— PROBLEM STATEMENT —
Each line below that carries the string "Clone" must appear in the answer.

◆ ◆ ◆

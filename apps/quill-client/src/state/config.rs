//! # Configuration State
//!
//! Stores client configuration loaded at startup.
//!
//! ## Configuration Sources (Priority Order)
//! 1. Environment variables (`QUILL_*`)
//! 2. Defaults (this file)
//!
//! ## Thread Safety
//! Configuration is read-only after initialization, so no mutex needed.

use std::path::PathBuf;

use chrono::{Duration, NaiveDate};
use serde::{Deserialize, Serialize};
use tracing::warn;

use quill_core::money::{Money, GBP_SYMBOL};
use quill_core::VatRate;
use quill_http::DEFAULT_BASE_URL;

/// Client configuration.
#[derive(Debug, Clone, PartialEq, Serialize, Deserialize)]
#[serde(rename_all = "camelCase")]
pub struct ConfigState {
    /// Backend base URL, without a trailing slash.
    pub api_base_url: String,

    /// Currency symbol (for display)
    pub currency_symbol: String,

    /// VAT rate applied to new drafts.
    /// e.g., 2000 = 20.00%
    pub default_vat_rate: VatRate,

    /// Days between issue date and due date on new drafts.
    pub payment_terms_days: u32,

    /// Override for the selection file. `None` uses the platform data dir.
    pub state_path: Option<PathBuf>,
}

impl Default for ConfigState {
    /// Returns default configuration suitable for development.
    ///
    /// ## Default Values
    /// - Backend: http://localhost:8080
    /// - Currency: GBP (£)
    /// - VAT: 20% (UK standard rate)
    /// - Payment terms: 30 days
    fn default() -> Self {
        ConfigState {
            api_base_url: DEFAULT_BASE_URL.to_string(),
            currency_symbol: GBP_SYMBOL.to_string(),
            default_vat_rate: VatRate::from_bps(2000),
            payment_terms_days: 30,
            state_path: None,
        }
    }
}

impl ConfigState {
    /// Creates a new ConfigState from environment variables and defaults.
    ///
    /// ## Environment Variables
    /// - `QUILL_API_BASE_URL`: Backend base URL
    /// - `QUILL_CURRENCY_SYMBOL`: Display symbol (e.g. "€")
    /// - `QUILL_VAT_RATE`: Default VAT as a percentage (e.g. "20" or "12.5")
    /// - `QUILL_PAYMENT_TERMS_DAYS`: Days until a new draft is due
    /// - `QUILL_STATE_PATH`: Selection file location
    pub fn from_env() -> Self {
        Self::from_lookup(|key| std::env::var(key).ok())
    }

    /// Same as [`from_env`](Self::from_env) but reads variables through
    /// `lookup`.
    pub fn from_lookup<F>(lookup: F) -> Self
    where
        F: Fn(&str) -> Option<String>,
    {
        let mut config = ConfigState::default();

        if let Some(url) = lookup("QUILL_API_BASE_URL") {
            config.api_base_url = url.trim_end_matches('/').to_string();
        }

        if let Some(symbol) = lookup("QUILL_CURRENCY_SYMBOL") {
            config.currency_symbol = symbol;
        }

        if let Some(rate) = lookup("QUILL_VAT_RATE") {
            match rate.trim().parse::<f64>() {
                Ok(pct) => config.default_vat_rate = VatRate::from_percentage(pct),
                Err(_) => warn!(value = %rate, "Ignoring unparseable QUILL_VAT_RATE"),
            }
        }

        if let Some(days) = lookup("QUILL_PAYMENT_TERMS_DAYS") {
            match days.trim().parse::<u32>() {
                Ok(days) => config.payment_terms_days = days,
                Err(_) => warn!(value = %days, "Ignoring unparseable QUILL_PAYMENT_TERMS_DAYS"),
            }
        }

        if let Some(path) = lookup("QUILL_STATE_PATH") {
            config.state_path = Some(PathBuf::from(path));
        }

        config
    }

    /// Formats a minor-unit amount with the configured symbol.
    ///
    /// ## Example
    /// ```rust,ignore
    /// let config = ConfigState::default();
    /// assert_eq!(config.format_currency(123456), "£1,234.56");
    /// ```
    pub fn format_currency(&self, minor: i64) -> String {
        Money::from_minor(minor).format_with(&self.currency_symbol)
    }

    /// Due date for a draft issued on `issue_date`.
    ///
    /// Terms that run past the last representable date fall back to the
    /// issue date.
    pub fn due_date(&self, issue_date: NaiveDate) -> NaiveDate {
        let terms = Duration::days(i64::from(self.payment_terms_days));
        issue_date.checked_add_signed(terms).unwrap_or_else(|| {
            warn!(%issue_date, days = self.payment_terms_days, "Payment terms overflow the calendar");
            issue_date
        })
    }
}
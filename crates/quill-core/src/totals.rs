//! # Invoice Totals Engine
//!
//! Turns a draft's lines and header (discount, VAT) into the five numbers the
//! invoice footer shows.
//!
//! ## Calculation Pipeline
//! ```text
//! ┌─────────────────────────────────────────────────────────────────────────┐
//! │                       Invoice Totals                                    │
//! │                                                                         │
//! │  lines ──► line_total_minor() each ──► Σ (integer) ──► subtotal         │
//! │                                                          │              │
//! │                        discount (none / fixed / percent) │              │
//! │                        capped at subtotal ───────────────┤              │
//! │                                                          ▼              │
//! │                                  max(0, subtotal − discount)            │
//! │                                                          │              │
//! │                                  VAT = round(after × bps / 10000)       │
//! │                                                          ▼              │
//! │                                  total = after + VAT                    │
//! └─────────────────────────────────────────────────────────────────────────┘
//! ```
//!
//! ## Permissive Inputs
//! Nothing here returns an error. A draft mid-edit can hold a NaN quantity or
//! a missing minutes value and still needs a number on screen, so bad inputs
//! are coerced to zero instead. Sums and products that leave the i64 range
//! saturate at its bounds.

use serde::{Deserialize, Serialize};
use ts_rs::TS;

use crate::money::Money;
use crate::types::{DiscountType, InvoiceDraft, InvoiceLine, PricingMode};

/// Minutes in an hour, the divisor for hourly pricing.
const MINUTES_PER_HOUR: f64 = 60.0;

/// Financial summary of one invoice, all in minor units.
#[derive(Debug, Clone, Copy, PartialEq, Eq, Default, Serialize, Deserialize, TS)]
#[ts(export)]
#[serde(rename_all = "camelCase")]
pub struct InvoiceTotals {
    pub subtotal_minor: i64,
    pub discount_minor: i64,
    pub after_discount_minor: i64,
    pub vat_minor: i64,
    pub total_minor: i64,
}

impl InvoiceTotals {
    /// `max(0, total − paid − deposit)`.
    pub fn balance_due_minor(&self, paid_minor: i64, deposit_minor: i64) -> i64 {
        self.total_minor
            .saturating_sub(paid_minor)
            .saturating_sub(deposit_minor)
            .max(0)
    }
}

/// Computes a single line's contribution in minor units.
///
/// - Flat: `round(quantity × unit_price)`
/// - Hourly: `round(quantity × unit_price × minutes / 60)`
///
/// Rounding happens once, on the final product, with ties away from zero.
/// Negative quantities or prices pass straight through as negative totals.
///
/// ## Example
/// ```rust
/// use quill_core::totals::line_total_minor;
/// use quill_core::types::PricingMode;
///
/// assert_eq!(line_total_minor(3.0, 1050, PricingMode::Flat, None), 3150);
/// assert_eq!(line_total_minor(1.0, 6000, PricingMode::Hourly, Some(90)), 9000);
/// ```
pub fn line_total_minor(
    quantity: f64,
    unit_price_minor: i64,
    pricing_mode: PricingMode,
    minutes_worked: Option<i64>,
) -> i64 {
    let quantity = if quantity.is_finite() { quantity } else { 0.0 };
    let unit = unit_price_minor as f64;

    let raw = match pricing_mode {
        PricingMode::Flat => quantity * unit,
        PricingMode::Hourly => {
            let hours = minutes_worked.unwrap_or(0) as f64 / MINUTES_PER_HOUR;
            quantity * unit * hours
        }
    };

    // f64::round is half-away-from-zero; `as` saturates and maps NaN to 0
    raw.round() as i64
}

impl InvoiceLine {
    /// This line's total in minor units. See [`line_total_minor`].
    pub fn total_minor(&self) -> i64 {
        line_total_minor(
            self.quantity,
            self.unit_price_minor,
            self.pricing_mode,
            self.minutes_worked,
        )
    }
}

/// Computes subtotal, discount, VAT and total for a draft.
///
/// ## Example
/// ```rust
/// use chrono::NaiveDate;
/// use quill_core::types::{ClientSnapshot, DiscountType, InvoiceDraft, VatRate};
/// use quill_core::totals::calculate_totals;
///
/// let date = NaiveDate::from_ymd_opt(2025, 1, 1).unwrap();
/// let draft = InvoiceDraft {
///     invoice_id: None,
///     base_number: None,
///     status: None,
///     client_id: 1,
///     issue_date: date,
///     due_by_date: date,
///     client_snapshot: ClientSnapshot::default(),
///     note: String::new(),
///     vat_rate: VatRate::from_bps(2000),
///     discount_type: DiscountType::None,
///     discount_value: 0,
///     lines: vec![],
///     paid_minor: 0,
///     deposit_minor: 0,
/// };
/// assert_eq!(calculate_totals(&draft).total_minor, 0);
/// ```
pub fn calculate_totals(draft: &InvoiceDraft) -> InvoiceTotals {
    let subtotal: Money = draft
        .lines
        .iter()
        .map(|line| Money::from_minor(line.total_minor()))
        .sum();

    totals_from_subtotal(
        subtotal.minor(),
        draft.discount_type,
        draft.discount_value,
        draft.vat_rate.bps() as i64,
    )
}

/// The discount/VAT half of [`calculate_totals`], starting from a known
/// subtotal.
pub fn totals_from_subtotal(
    subtotal_minor: i64,
    discount_type: DiscountType,
    discount_value: i64,
    vat_rate_bps: i64,
) -> InvoiceTotals {
    let subtotal = Money::from_minor(subtotal_minor);

    let discount_minor = match discount_type {
        DiscountType::None => 0,
        DiscountType::Fixed => discount_value.min(subtotal_minor),
        DiscountType::Percent => subtotal.apply_bps(discount_value).minor().min(subtotal_minor),
    };

    let after_discount = (subtotal - Money::from_minor(discount_minor)).floor_zero();
    let vat = after_discount.apply_bps(vat_rate_bps);

    InvoiceTotals {
        subtotal_minor,
        discount_minor,
        after_discount_minor: after_discount.minor(),
        vat_minor: vat.minor(),
        total_minor: (after_discount + vat).minor(),
    }
}

// =============================================================================
// Unit Tests
// =============================================================================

◆ ◆ ◆

— EXERCISE ANSWER —
#[derive(Debug, Clone, PartialEq, Serialize, Deserialize)]
#[derive(Debug, Clone, Copy, PartialEq, Eq, Default, Serialize, Deserialize, TS)]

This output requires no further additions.